- [Task to carry out] In the data below, find the line containing "offset += (values.len()", then set down that line and every later line up to and including the line containing "out.write_all(&VERSION.to_le_bytes())?;", exactly.

- [Data for review]
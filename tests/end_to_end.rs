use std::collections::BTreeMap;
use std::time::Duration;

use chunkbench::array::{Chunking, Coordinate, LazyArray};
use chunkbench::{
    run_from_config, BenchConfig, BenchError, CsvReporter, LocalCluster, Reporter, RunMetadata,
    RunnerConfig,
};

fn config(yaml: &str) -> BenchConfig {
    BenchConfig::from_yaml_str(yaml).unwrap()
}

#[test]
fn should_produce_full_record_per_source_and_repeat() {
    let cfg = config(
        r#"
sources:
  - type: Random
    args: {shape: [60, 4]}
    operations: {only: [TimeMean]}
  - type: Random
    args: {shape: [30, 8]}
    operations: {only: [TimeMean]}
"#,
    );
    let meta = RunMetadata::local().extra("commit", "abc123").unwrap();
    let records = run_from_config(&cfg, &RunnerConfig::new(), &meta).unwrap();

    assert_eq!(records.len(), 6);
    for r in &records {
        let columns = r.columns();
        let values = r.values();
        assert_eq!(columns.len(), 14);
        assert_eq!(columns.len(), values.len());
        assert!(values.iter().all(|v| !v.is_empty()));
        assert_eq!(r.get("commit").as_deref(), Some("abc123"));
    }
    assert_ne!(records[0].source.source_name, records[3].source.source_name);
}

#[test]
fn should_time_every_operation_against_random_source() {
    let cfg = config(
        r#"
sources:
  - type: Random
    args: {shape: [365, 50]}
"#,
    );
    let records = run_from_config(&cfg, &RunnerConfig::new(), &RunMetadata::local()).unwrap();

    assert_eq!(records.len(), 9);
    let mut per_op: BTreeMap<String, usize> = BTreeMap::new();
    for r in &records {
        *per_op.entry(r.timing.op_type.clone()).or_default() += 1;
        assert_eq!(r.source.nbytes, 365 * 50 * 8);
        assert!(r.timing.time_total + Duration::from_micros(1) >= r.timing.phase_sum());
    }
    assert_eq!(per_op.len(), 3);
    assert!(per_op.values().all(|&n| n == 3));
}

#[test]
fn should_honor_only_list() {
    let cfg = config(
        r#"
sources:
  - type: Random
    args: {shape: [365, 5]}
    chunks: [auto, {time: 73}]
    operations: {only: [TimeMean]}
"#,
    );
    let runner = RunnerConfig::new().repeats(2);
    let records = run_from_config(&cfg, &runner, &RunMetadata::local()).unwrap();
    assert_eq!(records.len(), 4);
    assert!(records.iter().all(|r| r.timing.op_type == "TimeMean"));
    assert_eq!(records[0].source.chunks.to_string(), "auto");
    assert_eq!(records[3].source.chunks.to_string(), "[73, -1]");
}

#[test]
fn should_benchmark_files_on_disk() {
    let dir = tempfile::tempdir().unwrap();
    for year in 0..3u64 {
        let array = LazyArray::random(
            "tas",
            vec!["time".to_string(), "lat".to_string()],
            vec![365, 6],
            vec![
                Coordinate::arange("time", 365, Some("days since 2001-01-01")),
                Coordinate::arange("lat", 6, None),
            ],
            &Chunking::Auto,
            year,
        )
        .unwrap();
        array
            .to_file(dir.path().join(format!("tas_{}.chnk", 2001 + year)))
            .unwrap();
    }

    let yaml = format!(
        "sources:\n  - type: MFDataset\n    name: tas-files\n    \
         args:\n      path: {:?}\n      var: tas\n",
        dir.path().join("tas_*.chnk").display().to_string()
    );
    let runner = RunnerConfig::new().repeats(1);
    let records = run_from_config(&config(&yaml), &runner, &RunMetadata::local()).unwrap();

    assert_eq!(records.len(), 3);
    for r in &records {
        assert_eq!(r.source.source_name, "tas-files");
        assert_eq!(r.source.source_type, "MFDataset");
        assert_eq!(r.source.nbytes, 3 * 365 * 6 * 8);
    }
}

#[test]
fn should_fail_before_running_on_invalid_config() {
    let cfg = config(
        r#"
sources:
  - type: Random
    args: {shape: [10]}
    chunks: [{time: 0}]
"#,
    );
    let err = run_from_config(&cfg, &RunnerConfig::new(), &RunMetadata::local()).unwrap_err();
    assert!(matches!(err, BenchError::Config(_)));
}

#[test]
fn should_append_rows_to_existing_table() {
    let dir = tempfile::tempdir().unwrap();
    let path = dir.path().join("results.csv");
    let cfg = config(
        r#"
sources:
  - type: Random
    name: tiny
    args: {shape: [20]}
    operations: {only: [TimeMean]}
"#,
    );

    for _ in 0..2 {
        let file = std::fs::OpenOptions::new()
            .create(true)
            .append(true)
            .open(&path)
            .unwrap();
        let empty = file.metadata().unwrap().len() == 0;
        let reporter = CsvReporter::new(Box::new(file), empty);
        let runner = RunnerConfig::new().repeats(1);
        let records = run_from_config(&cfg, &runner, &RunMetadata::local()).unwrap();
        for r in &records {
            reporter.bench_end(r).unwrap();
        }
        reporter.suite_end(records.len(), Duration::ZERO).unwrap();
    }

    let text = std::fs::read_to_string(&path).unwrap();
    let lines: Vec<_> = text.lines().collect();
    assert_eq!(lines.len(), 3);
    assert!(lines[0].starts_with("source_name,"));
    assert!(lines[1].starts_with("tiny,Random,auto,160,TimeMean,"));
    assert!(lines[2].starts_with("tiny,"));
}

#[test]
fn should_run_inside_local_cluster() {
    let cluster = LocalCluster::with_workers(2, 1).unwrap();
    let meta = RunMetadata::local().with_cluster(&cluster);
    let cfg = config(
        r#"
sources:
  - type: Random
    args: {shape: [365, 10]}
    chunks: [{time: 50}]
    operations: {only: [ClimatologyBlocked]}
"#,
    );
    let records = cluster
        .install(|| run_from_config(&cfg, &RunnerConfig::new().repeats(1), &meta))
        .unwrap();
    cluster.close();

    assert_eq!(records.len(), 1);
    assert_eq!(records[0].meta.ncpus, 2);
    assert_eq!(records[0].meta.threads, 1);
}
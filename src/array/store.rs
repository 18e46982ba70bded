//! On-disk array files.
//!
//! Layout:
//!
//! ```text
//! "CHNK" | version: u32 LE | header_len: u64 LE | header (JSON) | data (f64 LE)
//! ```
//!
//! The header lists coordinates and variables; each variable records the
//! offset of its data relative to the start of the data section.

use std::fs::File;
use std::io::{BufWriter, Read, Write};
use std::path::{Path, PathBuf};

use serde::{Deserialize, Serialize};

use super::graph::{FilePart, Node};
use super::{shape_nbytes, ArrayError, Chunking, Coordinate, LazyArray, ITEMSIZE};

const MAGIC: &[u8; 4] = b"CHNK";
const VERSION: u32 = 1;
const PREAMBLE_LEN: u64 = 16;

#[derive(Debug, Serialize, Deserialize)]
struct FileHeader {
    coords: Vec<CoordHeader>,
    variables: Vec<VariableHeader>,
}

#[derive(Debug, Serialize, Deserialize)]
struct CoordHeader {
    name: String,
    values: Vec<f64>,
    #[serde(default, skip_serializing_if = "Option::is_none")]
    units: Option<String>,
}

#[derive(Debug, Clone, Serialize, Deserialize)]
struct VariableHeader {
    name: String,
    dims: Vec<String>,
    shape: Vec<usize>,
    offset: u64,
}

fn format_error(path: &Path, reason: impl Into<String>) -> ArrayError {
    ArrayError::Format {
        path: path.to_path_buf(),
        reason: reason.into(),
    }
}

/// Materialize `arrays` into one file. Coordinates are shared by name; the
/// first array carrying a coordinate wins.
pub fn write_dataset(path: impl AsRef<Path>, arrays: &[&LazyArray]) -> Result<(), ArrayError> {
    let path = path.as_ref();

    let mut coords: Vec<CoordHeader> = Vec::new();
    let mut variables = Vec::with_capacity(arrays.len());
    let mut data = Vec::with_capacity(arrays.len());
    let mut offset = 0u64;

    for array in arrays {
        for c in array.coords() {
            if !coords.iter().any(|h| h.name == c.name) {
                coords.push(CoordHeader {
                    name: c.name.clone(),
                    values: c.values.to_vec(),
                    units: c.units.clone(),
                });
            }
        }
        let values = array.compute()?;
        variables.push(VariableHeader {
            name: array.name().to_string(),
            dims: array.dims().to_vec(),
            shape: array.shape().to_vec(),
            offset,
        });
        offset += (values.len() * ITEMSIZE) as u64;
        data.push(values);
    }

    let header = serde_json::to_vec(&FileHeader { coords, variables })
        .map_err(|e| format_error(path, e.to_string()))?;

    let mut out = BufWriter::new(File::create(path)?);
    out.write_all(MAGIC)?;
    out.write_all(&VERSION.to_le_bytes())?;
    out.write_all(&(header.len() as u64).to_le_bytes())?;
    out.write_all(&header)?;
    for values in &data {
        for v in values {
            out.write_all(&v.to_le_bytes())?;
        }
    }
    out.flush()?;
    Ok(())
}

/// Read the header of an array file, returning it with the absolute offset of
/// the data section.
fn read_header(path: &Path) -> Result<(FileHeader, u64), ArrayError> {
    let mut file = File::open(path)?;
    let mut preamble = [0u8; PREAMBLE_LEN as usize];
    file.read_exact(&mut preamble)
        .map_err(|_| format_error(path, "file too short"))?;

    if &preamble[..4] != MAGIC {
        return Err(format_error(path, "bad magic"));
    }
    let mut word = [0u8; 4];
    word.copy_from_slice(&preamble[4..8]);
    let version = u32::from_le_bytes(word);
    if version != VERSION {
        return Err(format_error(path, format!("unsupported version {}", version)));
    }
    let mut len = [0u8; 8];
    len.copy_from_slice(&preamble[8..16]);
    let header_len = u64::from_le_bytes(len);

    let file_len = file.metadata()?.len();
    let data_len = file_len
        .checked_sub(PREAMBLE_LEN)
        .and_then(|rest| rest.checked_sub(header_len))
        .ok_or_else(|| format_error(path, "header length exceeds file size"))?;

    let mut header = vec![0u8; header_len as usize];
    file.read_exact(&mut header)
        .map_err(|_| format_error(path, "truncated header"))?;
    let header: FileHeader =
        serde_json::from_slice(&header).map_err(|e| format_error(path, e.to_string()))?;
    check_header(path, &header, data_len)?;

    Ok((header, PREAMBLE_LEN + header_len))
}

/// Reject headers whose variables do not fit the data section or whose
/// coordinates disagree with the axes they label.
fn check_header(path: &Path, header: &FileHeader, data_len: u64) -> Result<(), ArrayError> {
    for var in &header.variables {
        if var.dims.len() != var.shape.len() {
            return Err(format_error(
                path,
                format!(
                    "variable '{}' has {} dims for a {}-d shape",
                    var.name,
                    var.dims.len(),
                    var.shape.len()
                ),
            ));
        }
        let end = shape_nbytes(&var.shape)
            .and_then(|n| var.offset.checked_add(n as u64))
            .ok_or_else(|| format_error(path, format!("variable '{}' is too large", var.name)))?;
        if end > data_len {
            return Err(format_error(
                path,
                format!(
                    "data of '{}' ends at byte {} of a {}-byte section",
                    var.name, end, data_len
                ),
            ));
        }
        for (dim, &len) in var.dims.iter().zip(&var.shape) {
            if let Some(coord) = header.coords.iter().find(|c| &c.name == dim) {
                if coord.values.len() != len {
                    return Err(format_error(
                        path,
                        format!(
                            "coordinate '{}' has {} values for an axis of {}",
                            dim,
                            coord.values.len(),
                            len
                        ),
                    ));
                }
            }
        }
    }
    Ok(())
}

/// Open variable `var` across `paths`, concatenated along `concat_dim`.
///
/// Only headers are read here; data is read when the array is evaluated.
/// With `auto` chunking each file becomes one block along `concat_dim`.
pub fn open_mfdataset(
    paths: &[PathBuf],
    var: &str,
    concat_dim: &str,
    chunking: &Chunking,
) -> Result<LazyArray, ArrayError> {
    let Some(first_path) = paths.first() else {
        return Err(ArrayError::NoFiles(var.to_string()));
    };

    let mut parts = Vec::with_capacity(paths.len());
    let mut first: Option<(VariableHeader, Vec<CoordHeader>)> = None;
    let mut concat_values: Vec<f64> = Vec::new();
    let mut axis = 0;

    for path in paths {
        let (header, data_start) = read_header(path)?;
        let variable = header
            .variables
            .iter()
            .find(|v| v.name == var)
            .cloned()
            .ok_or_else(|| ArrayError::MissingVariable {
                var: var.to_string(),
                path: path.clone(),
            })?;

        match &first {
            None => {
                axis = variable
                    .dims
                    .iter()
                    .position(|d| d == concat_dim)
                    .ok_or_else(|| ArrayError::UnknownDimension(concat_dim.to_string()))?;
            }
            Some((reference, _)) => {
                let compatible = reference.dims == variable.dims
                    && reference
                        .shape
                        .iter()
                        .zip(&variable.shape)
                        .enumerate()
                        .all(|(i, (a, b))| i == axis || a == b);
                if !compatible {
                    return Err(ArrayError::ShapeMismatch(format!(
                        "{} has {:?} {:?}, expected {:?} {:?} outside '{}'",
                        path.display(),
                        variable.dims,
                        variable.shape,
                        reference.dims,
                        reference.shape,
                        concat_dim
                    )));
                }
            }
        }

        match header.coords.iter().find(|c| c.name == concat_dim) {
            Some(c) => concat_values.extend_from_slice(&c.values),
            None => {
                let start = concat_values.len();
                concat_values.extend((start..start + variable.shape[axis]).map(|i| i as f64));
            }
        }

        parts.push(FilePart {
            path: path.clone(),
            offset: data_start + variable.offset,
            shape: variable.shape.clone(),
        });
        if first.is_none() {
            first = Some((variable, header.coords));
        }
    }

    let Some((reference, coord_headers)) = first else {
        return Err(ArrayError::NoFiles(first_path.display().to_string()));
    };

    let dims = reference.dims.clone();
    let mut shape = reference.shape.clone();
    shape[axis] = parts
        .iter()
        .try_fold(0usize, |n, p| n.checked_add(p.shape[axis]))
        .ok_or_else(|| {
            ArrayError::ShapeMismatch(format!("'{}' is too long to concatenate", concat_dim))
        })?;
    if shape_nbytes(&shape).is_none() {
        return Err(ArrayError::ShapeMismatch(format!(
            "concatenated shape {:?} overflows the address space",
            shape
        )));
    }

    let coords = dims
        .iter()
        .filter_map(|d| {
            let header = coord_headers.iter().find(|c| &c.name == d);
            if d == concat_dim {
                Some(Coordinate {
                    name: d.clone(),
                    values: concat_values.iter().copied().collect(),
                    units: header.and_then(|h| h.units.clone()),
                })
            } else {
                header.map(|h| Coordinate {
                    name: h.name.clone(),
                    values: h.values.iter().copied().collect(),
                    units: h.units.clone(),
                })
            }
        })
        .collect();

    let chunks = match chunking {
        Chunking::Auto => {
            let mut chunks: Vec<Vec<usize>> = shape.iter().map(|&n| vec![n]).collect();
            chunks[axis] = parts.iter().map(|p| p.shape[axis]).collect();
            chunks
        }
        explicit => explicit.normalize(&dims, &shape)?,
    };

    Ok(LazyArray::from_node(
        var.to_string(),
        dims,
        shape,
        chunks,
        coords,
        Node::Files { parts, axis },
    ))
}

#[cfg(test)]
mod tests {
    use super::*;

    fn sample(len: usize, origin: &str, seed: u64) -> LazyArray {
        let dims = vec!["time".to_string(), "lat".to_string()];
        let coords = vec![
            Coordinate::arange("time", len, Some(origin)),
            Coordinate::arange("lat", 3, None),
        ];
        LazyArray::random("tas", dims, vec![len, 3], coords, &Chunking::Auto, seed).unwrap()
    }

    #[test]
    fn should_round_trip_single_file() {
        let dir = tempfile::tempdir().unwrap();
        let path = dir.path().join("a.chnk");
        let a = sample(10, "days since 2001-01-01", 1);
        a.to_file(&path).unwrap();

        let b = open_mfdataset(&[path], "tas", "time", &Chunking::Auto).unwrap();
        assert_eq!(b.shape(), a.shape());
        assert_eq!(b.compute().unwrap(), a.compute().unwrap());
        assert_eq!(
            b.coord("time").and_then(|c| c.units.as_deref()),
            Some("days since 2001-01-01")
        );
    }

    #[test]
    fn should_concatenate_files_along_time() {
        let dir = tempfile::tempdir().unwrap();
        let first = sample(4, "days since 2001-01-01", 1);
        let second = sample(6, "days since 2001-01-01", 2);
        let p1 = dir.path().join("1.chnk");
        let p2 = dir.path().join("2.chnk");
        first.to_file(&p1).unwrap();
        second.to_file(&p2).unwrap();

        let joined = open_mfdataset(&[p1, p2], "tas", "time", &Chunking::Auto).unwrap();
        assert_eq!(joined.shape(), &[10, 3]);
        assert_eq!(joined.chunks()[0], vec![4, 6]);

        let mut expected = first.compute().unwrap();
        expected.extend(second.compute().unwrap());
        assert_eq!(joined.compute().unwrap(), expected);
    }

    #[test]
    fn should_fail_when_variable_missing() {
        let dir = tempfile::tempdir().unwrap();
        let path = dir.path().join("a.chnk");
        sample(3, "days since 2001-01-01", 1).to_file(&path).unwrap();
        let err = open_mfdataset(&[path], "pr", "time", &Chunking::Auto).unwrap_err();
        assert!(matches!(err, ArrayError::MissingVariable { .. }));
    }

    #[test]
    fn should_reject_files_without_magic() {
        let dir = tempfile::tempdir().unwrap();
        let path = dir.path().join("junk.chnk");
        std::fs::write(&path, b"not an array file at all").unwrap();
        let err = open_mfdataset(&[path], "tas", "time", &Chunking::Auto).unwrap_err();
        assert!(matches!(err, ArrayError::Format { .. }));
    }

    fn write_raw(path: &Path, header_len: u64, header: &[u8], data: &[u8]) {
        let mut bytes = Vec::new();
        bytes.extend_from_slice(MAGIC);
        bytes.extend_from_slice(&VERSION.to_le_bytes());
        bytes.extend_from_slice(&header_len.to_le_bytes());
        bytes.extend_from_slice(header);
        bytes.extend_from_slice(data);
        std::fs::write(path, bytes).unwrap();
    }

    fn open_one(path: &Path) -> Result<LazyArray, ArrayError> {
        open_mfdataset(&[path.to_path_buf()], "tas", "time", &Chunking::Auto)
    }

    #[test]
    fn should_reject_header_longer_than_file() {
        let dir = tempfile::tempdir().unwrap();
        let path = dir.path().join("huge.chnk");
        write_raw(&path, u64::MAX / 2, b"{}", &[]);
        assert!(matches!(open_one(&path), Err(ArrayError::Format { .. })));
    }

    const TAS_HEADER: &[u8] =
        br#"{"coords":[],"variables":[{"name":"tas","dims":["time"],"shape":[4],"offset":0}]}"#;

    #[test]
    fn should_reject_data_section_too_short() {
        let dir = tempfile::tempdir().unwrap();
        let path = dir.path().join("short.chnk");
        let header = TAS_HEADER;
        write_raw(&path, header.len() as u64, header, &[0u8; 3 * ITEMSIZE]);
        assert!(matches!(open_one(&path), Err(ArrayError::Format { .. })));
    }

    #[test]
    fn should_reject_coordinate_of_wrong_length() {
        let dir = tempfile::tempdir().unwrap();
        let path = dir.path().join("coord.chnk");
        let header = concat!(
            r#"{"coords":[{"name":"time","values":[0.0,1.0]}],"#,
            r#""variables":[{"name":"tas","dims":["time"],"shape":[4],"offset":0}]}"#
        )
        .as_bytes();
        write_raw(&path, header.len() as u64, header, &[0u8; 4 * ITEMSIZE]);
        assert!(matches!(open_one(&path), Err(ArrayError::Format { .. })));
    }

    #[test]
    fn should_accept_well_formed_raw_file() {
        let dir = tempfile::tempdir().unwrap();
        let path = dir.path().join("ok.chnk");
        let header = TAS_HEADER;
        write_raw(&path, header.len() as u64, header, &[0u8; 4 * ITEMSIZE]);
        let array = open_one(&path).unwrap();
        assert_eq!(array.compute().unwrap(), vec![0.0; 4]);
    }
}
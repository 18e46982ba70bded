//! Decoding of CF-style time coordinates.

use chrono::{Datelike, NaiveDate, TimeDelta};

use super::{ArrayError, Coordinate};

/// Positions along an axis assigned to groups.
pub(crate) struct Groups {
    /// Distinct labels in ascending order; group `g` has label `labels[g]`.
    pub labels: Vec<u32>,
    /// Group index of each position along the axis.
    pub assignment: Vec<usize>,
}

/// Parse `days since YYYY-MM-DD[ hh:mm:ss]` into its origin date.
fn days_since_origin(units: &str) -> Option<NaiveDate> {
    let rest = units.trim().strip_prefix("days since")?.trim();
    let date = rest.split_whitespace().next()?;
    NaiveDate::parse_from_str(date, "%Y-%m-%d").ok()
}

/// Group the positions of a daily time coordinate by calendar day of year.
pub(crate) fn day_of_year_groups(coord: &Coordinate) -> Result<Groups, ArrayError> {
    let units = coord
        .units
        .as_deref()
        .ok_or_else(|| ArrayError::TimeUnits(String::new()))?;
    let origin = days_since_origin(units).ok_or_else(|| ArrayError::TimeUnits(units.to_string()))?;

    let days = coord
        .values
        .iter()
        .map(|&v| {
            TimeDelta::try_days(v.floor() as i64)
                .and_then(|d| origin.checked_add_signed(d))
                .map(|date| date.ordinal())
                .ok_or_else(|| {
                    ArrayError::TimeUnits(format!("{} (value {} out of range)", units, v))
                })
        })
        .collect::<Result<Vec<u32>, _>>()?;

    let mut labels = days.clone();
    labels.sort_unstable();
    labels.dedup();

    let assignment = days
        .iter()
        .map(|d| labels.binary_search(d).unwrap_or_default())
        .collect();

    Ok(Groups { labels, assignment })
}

- [Result of the exercise]
        offset += (values.len() * ITEMSIZE) as u64;
        data.push(values);
    }

    let header = serde_json::to_vec(&FileHeader { coords, variables })
        .map_err(|e| format_error(path, e.to_string()))?;

    let mut out = BufWriter::new(File::create(path)?);
    out.write_all(MAGIC)?;
    out.write_all(&VERSION.to_le_bytes())?;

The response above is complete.